Transitions collectives : anticiper l’impact des mutations économiques par la reconversion des salariés
Francois Bretonniere
François Bretonnière
Avocat spécialiste en droit social
HDV Avocats

Comment anticiper les mutations structurelles, éviter un plan de licenciement ou de rupture conventionnelle collective en répondant aux besoins de recrutement d'autres entreprises sur des métiers en tension ?

Le dispositif Transitions collectives dit « Transco » peut être la solution que certains qualifieront « d'incroyable » car réunissant de multiples avantages pour les salariés, les employeurs et les pouvoirs publics soucieux à juste titre de préserver l'équilibre de leur bassin d'emploi.

Dans un contexte de profondes mutations technologiques et/ou écologiques, Transco est au cœur de l’actualité

Selon une enquête récente BMO de Pôle emploi, 61 % des recrutements 2023 ont été jugés difficiles par les entreprises et 58 % en 2022, un chiffre alors en hausse de 29 % par rapport à 2021 (Enquête « Besoins en Main-d'Œuvre 2023 », Pôle emploi, avril 2023).

La hausse des difficultés anticipées de recrutement concerne la plupart des métiers, notamment ceux de l’hôtellerie-restauration, les agents de sécurité et de surveillance, les caissiers et employés de libre-service et certains métiers d’ouvriers industriels.

En suivant les stratégies de France 2030, 60 000 emplois sont actuellement non pourvus dans l'industrie et 160 000 nouveaux emplois sont nécessaires pour une réindustrialisation verte à horizon 2030.
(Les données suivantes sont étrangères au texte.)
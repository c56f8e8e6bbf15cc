mod interact;
mod outcome;
mod puzzles;
mod snapshot;

pub use interact::apply_interaction;

pub use outcome::{NO_HINT_LINE, NO_REACTION_LINE, Outcome, hint_line};

pub use puzzles::{PuzzleProgress, seed_progress, unlock_scene};

pub use snapshot::{ItemMatch, ItemView, PassageView, SceneSnapshot, find_item, scene_snapshot};

pub(crate) use puzzles::mark_unsatisfiable_puzzles;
Dans le même temps, des métiers ne sont plus adaptés à l’évolution des technologies, aux besoins ou habitudes des consommateurs ou sont impactés par des contraintes de type « énergétique ».

Selon le Think Tank La Fabrique de l’Industrie, dans un avenir proche, ce sont 150 000 emplois qui sont condamnés dans l’industrie (« Emplois industriels menacés par la crise énergétique, le MACF et l’IRA : une estimation », avril 2023).

Exemple

Les emplois de manutentionnaires (à cause de l’automatisation), les livreurs (remplacés par des drones), les caissiers (caisses automatiques à code-barres), les interprètes (logiciels de traduction…) sont amenés à disparaître dans les prochaines années.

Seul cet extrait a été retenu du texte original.